__Dataset entries__
use std::sync::atomic::{AtomicBool, Ordering};
use std::sync::Arc;

/// Termination flag shared between a signal listener and the display loop
///
/// The listener sets it from any thread; the loop only looks at it between
/// frames, so a request never interrupts a frame halfway through.
#[derive(Debug, Clone, Default)]
pub struct CancelToken {
    cancelled: Arc<AtomicBool>,
}

impl CancelToken {
    pub fn new() -> Self {
        Self::default()
    }

    pub fn cancel(&self) {
        self.cancelled.store(true, Ordering::SeqCst);
    }

    pub fn is_cancelled(&self) -> bool {
        self.cancelled.load(Ordering::SeqCst)
    }
}
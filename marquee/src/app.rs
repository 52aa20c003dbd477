use crate::args::{locale_language, Args, USAGE};
use crate::keyboard::KeyboardButton;
use crate::signals;
use crate::source::{LineSource, OneShotSource};
use anyhow::{Context, Result};
use crossterm::{cursor::Show, execute};
use log::info;
use marquee_core::{
    run_conversation, BannerDisplay, CancelToken, Config, ConversationEnd, DisplaySettings,
    MarqueeResult, TerminalSurface, TrueTypeLoader,
};
use std::io;
use std::panic;
use std::time::Duration;

/// Language used when neither the command line, config, nor locale name one
const DEFAULT_LANGUAGE: &str = "en-US";

/// How long a termination request waits for the conversation to stop on its own
const SHUTDOWN_GRACE: Duration = Duration::from_millis(500);

pub async fn run() -> Result<()> {
    let args = Args::parse(std::env::args().skip(1))?;
    if args.help {
        println!("{}", USAGE);
        return Ok(());
    }

    let mut config = Config::load(args.config.clone()).context("failed to load configuration")?;
    if let Some(font) = &args.font {
        config.font.path = font.clone();
    }
    let language = args
        .language
        .clone()
        .or_else(|| config.input.language.clone())
        .or_else(locale_language)
        .unwrap_or_else(|| DEFAULT_LANGUAGE.to_string());
    info!("Loaded configuration: {:?}", config);

    install_panic_hook();

    let cancel = CancelToken::new();
    let session_cancel = cancel.clone();
    let utterance = args.utterance();
    let mut session = tokio::task::spawn_blocking(move || {
        converse(&config, utterance, &language, session_cancel)
    });

    let end = tokio::select! {
        joined = &mut session => joined.context("conversation thread panicked")??,
        () = signals::shutdown_requested() => {
            cancel.cancel();
            match tokio::time::timeout(SHUTDOWN_GRACE, session).await {
                Ok(joined) => joined.context("conversation thread panicked")??,
                Err(_) => {
                    // Blocked waiting for input, which cannot be interrupted
                    info!("Shutting down while waiting for input");
                    let _ = execute!(io::stdout(), Show);
                    std::process::exit(0);
                }
            }
        }
    };

    info!("Conversation ended: {:?}", end);
    Ok(())
}

/// Runs on a blocking thread: every wait in here is synchronous
fn converse(
    config: &Config,
    utterance: Option<String>,
    language: &str,
    cancel: CancelToken,
) -> MarqueeResult<ConversationEnd> {
    let display = BannerDisplay::new(
        TrueTypeLoader::new(&config.font.path),
        TerminalSurface::stdout(),
        KeyboardButton::new(),
        cancel,
    );
    let mut display = display.with_settings(DisplaySettings::from(config));

    // A bad font is fatal at startup, not after the first utterance arrives
    display.preflight()?;

    match utterance {
        Some(text) => run_conversation(&mut OneShotSource::new(text), &mut display, language),
        None => run_conversation(&mut LineSource::new(io::stdin().lock()), &mut display, language),
    }
}

/// Installs a panic hook that shows the cursor again before printing the panic.
fn install_panic_hook() {
    let original_hook = panic::take_hook();
    panic::set_hook(Box::new(move |panic_info| {
        let _ = execute!(io::stdout(), Show);
        original_hook(panic_info);
    }));
}
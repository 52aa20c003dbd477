use crate::button::Button;
use crate::cancel::CancelToken;
use crate::config::Config;
use crate::constants::{
    BACKGROUND_CHAR, FONT_MARGIN, FRAME_INTERVAL, INK_CHAR, PREFLIGHT_PIXEL_SIZE,
};
use crate::error::{MarqueeError, MarqueeResult};
use crate::font::{FontLoader, GlyphFont};
use crate::rasterizer::rasterize;
use crate::scroll::{PaddedText, ScrollState};
use crate::surface::OutputSurface;
use log::{debug, info, warn};
use std::time::Duration;

/// Why a display session stopped
#[derive(Debug, Clone, Copy, PartialEq, Eq)]
pub enum DisplayOutcome {
    /// The button was pressed; control goes back to the caller
    StoppedByButton,
    /// A termination request arrived; the caller should shut down
    StoppedBySignal,
}

impl DisplayOutcome {
    /// Process exit status for this outcome. Both stops are clean.
    pub fn exit_code(&self) -> u8 {
        0
    }
}

/// Tunables for a display session
#[derive(Debug, Clone, PartialEq)]
pub struct DisplaySettings {
    pub font_margin: u16,
    pub frame_interval: Duration,
    pub ink: char,
    pub background: char,
}

impl Default for DisplaySettings {
    fn default() -> Self {
        Self {
            font_margin: FONT_MARGIN,
            frame_interval: FRAME_INTERVAL,
            ink: INK_CHAR,
            background: BACKGROUND_CHAR,
        }
    }
}

impl From<&Config> for DisplaySettings {
    fn from(config: &Config) -> Self {
        Self {
            font_margin: config.font.margin,
            frame_interval: Duration::from_millis(config.display.frame_interval_ms),
            ink: config.display.ink,
            background: config.display.background,
        }
    }
}

/// Everything fixed at session start
struct Session<F> {
    font: F,
    padded: PaddedText,
    canvas: (usize, usize),
}

/// Scrolls a rasterized banner across the output surface until dismissed
pub struct BannerDisplay<L, S, B> {
    loader: L,
    surface: S,
    button: B,
    cancel: CancelToken,
    settings: DisplaySettings,
}

impl<L, S, B> BannerDisplay<L, S, B>
where
    L: FontLoader,
    S: OutputSurface,
    B: Button,
{
    pub fn new(loader: L, surface: S, button: B, cancel: CancelToken) -> Self {
        Self {
            loader,
            surface,
            button,
            cancel,
            settings: DisplaySettings::default(),
        }
    }

    pub fn with_settings(mut self, settings: DisplaySettings) -> Self {
        self.settings = settings;
        self
    }

    pub fn cancel_token(&self) -> &CancelToken {
        &self.cancel
    }

    /// Load the font once so a bad font path fails before any text is awaited
    pub fn preflight(&self) -> MarqueeResult<()> {
        self.loader.load(PREFLIGHT_PIXEL_SIZE)?;
        Ok(())
    }

    /// Show `text` as a scrolling banner until the button or a termination
    /// request stops it
    ///
    /// Startup failures (no terminal size, viewport too small, unusable font)
    /// are returned before anything is written to the surface.
    pub fn display(&mut self, text: &str) -> MarqueeResult<DisplayOutcome> {
        let session = self.start(text)?;

        self.surface.begin_session().map_err(MarqueeError::Surface)?;
        let outcome = self.run(&session);
        if let Err(e) = self.surface.end_session() {
            warn!("Failed to restore output after banner: {}", e);
        }

        let outcome = outcome?;
        info!("Banner stopped: {:?}", outcome);
        Ok(outcome)
    }

    fn start(&self, text: &str) -> MarqueeResult<Session<L::Font>> {
        let viewport = self.surface.size()?;
        let pixel_size = viewport.font_pixel_height(self.settings.font_margin)?;
        let font = self.loader.load(pixel_size)?;
        let padded = PaddedText::new(text, viewport.columns, font.measure(" "));

        info!(
            "Displaying banner on {}x{} viewport ({}px font, {} padding spaces)",
            viewport.columns,
            viewport.rows,
            font.pixel_size(),
            padded.padding()
        );

        Ok(Session {
            font,
            padded,
            canvas: viewport.canvas_size(),
        })
    }

    fn run(&mut self, session: &Session<L::Font>) -> MarqueeResult<DisplayOutcome> {
        let (width, height) = session.canvas;
        let mut scroll = ScrollState::new(session.padded.len());
        let mut frames = 0usize;

        loop {
            // Only safe point for termination: never between clear and write
            if self.cancel.is_cancelled() {
                debug!("Termination requested after {} frames", frames);
                return Ok(DisplayOutcome::StoppedBySignal);
            }

            let grid = rasterize(
                &session.font,
                session.padded.suffix(scroll.cursor()),
                width,
                height,
            );
            let block = grid.render(self.settings.ink, self.settings.background);

            self.surface.clear().map_err(MarqueeError::Surface)?;
            self.surface
                .write_block(&block)
                .map_err(MarqueeError::Surface)?;
            frames += 1;

            let cursor = scroll.advance();
            debug!("Frame {} done, cursor -> {}", frames, cursor);

            if self.button.wait_for_press(self.settings.frame_interval) {
                debug!("Button pressed after {} frames", frames);
                return Ok(DisplayOutcome::StoppedByButton);
            }
        }
    }
}
/// Error types for the core library
///
/// Fallible operations return `MarqueeResult<T>`. Everything here is a fatal
/// startup or I/O failure; termination requests are reported as a normal
/// `DisplayOutcome`, never as an error.

use std::io;
use std::path::PathBuf;

/// Result alias used across the core library.
pub type MarqueeResult<T> = Result<T, MarqueeError>;

/// Unified error type for display sessions and the conversation loop.
#[derive(Debug, thiserror::Error)]
pub enum MarqueeError {
    /// The font could not be loaded for this session.
    #[error(transparent)]
    Font(#[from] FontError),

    /// The configuration file could not be read or parsed.
    #[error(transparent)]
    Config(#[from] ConfigError),

    /// Output is not attached to a terminal, so it has no size to query.
    #[error("output is not a terminal; cannot query its size")]
    NotATerminal,

    /// The terminal refused to report its size.
    #[error("failed to query terminal size: {0}")]
    SizeUnavailable(#[source] io::Error),

    /// The viewport leaves no room for a font of positive pixel height.
    #[error("terminal too small: {columns}x{rows} (need more than {margin} rows)")]
    ViewportTooSmall { columns: u16, rows: u16, margin: u16 },

    /// Writing a frame to the output surface failed.
    #[error("failed to write to output: {0}")]
    Surface(#[source] io::Error),

    /// The text source failed while waiting for the next utterance.
    #[error("failed to read input text: {0}")]
    Input(#[source] io::Error),
}

impl MarqueeError {
    /// Process exit status for this failure. Every error is fatal.
    pub fn exit_code(&self) -> u8 {
        1
    }
}

/// Failures while turning a font file into a usable font.
#[derive(Debug, thiserror::Error)]
pub enum FontError {
    #[error("failed to read font {path}: {source}")]
    Read {
        path: PathBuf,
        #[source]
        source: io::Error,
    },

    #[error("failed to parse font {path}: {reason}")]
    Parse { path: PathBuf, reason: String },

    #[error("invalid font pixel size: {0}")]
    InvalidSize(f32),
}

/// Failures while loading the TOML configuration.
#[derive(Debug, thiserror::Error)]
pub enum ConfigError {
    #[error("failed to read config {path}: {source}")]
    Read {
        path: PathBuf,
        #[source]
        source: io::Error,
    },

    #[error("failed to parse config {path}: {source}")]
    Parse {
        path: PathBuf,
        #[source]
        source: toml::de::Error,
    },
}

__WHAT IS REQUIRED__
Only lines containing the string "TrueTypeLoader" are needed. Pull each of them out of the records above.

__TASK ANSWER__
    MarqueeResult, TerminalSurface, TrueTypeLoader,
        TrueTypeLoader::new(&config.font.path),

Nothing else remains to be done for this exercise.